WORK REQUEST ::
Your answer should consist of every line from the records that holds the string "text".

Items from a dataset ::
────
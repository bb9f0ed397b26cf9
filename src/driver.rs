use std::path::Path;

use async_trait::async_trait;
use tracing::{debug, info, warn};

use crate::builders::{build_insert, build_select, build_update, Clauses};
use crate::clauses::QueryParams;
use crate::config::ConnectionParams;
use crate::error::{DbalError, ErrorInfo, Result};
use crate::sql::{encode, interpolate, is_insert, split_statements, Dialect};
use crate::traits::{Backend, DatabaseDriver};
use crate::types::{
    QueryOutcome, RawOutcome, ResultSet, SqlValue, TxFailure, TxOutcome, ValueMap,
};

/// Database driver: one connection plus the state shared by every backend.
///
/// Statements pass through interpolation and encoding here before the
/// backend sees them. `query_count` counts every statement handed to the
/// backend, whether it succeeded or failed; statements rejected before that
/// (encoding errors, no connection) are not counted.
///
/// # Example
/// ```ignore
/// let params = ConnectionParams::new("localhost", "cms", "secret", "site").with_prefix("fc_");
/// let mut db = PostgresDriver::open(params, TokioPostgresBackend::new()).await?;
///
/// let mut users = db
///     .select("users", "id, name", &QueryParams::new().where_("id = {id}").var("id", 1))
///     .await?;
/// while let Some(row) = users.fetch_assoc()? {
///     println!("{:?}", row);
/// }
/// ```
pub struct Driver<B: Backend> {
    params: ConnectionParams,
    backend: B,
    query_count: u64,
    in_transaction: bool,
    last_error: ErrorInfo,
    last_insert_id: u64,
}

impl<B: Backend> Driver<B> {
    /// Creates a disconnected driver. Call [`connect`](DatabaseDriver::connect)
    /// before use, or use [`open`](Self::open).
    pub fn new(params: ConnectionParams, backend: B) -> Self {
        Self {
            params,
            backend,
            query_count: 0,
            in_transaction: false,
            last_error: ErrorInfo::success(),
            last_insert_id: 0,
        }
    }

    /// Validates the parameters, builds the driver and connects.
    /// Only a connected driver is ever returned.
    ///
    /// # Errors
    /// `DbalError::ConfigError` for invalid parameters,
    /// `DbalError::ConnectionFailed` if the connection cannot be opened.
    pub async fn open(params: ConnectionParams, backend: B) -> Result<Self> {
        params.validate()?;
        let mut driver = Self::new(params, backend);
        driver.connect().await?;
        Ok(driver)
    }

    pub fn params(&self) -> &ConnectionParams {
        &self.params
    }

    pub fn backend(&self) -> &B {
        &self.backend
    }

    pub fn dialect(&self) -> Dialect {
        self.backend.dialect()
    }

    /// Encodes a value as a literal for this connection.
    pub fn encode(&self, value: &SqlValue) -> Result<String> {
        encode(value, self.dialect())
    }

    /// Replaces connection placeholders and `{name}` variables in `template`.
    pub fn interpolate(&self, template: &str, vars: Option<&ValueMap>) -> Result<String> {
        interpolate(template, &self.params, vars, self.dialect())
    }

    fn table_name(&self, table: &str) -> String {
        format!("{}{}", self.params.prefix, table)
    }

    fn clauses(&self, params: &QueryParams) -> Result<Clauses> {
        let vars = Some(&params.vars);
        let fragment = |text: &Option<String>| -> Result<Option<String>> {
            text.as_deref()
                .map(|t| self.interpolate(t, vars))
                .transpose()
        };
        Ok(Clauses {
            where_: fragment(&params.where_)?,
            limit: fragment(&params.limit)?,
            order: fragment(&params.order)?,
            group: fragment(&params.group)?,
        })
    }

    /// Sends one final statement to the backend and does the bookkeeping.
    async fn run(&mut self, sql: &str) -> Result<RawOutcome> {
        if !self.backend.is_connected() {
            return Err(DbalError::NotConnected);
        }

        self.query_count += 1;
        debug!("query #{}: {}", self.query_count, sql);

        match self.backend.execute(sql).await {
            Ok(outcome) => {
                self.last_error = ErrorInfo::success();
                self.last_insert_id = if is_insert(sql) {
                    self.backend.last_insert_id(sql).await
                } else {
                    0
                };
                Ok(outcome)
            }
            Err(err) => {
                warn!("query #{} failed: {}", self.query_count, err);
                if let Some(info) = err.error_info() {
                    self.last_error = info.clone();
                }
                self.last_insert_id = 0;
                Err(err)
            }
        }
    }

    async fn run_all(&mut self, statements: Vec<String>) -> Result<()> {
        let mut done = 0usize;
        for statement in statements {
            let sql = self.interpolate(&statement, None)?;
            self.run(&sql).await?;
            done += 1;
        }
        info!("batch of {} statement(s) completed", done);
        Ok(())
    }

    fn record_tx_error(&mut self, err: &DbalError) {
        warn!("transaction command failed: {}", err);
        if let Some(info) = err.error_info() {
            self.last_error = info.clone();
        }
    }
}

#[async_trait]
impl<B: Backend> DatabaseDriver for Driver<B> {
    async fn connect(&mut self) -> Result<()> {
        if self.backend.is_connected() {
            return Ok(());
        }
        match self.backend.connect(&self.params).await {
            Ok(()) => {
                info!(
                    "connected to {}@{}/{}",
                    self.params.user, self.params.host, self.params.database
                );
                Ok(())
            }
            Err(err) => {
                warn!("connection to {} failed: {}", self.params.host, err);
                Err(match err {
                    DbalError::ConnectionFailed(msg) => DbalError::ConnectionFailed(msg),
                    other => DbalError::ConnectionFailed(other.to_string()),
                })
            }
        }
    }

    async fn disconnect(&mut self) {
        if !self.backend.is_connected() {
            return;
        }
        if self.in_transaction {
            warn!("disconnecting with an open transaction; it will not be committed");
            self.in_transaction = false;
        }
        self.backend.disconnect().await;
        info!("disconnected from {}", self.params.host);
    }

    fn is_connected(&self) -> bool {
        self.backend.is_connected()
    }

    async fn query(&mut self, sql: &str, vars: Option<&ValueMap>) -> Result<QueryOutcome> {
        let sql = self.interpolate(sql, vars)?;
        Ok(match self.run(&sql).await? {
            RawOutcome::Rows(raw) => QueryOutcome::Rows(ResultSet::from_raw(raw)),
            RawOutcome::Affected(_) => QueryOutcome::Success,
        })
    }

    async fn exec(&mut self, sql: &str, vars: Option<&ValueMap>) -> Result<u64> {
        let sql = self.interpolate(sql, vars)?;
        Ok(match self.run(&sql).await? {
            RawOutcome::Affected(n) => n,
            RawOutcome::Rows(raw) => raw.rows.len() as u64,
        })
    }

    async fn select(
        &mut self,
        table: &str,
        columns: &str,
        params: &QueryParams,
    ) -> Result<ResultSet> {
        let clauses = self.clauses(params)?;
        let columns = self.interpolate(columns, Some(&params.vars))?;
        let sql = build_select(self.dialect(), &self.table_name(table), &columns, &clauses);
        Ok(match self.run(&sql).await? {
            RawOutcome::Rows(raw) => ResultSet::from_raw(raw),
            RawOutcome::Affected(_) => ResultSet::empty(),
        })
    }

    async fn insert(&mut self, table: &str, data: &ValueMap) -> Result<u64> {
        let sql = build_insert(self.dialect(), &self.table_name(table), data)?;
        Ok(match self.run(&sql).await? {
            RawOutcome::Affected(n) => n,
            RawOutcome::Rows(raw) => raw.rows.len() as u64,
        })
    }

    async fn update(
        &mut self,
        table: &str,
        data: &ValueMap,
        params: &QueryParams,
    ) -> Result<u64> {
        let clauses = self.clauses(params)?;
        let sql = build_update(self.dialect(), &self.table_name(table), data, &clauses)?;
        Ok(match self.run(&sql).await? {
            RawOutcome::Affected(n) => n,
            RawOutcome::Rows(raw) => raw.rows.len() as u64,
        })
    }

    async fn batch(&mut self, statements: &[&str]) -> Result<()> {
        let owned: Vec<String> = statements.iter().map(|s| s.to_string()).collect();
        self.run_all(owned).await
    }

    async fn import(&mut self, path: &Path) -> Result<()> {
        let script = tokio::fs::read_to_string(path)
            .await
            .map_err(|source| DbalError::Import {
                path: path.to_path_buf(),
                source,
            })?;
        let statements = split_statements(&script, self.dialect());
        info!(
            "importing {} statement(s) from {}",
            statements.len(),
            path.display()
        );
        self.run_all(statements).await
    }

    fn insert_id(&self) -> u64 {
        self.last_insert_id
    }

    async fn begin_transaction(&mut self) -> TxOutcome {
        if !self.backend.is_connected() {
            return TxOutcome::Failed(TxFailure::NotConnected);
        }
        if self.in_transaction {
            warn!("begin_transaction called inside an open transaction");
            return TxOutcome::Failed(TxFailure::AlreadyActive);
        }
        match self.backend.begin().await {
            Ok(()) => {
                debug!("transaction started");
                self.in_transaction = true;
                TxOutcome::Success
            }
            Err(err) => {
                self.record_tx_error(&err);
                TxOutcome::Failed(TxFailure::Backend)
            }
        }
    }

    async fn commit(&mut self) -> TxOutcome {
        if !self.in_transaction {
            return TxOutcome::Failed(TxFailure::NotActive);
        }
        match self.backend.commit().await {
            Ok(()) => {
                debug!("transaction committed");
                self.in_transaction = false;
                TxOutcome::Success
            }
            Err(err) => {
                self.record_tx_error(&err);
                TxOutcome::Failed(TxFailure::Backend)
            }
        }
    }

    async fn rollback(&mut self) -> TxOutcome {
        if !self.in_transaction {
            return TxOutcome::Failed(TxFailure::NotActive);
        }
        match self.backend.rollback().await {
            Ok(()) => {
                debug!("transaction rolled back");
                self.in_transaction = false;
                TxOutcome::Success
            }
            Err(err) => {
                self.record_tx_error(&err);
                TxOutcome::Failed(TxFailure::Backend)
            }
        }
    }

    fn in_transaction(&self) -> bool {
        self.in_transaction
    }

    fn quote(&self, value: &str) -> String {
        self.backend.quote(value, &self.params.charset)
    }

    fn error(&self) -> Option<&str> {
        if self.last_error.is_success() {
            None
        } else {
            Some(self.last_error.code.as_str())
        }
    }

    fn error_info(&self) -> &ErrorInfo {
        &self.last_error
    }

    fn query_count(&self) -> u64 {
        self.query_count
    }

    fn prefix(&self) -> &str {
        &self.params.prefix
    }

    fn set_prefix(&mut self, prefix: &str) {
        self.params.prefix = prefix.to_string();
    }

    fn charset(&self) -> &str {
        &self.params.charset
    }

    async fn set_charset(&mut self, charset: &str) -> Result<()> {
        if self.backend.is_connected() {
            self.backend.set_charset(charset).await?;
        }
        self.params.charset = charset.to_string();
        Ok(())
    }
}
────
SOLUTION TO THIS PROBLEM ::
        let fragment = |text: &Option<String>| -> Result<Option<String>> {
            text.as_deref()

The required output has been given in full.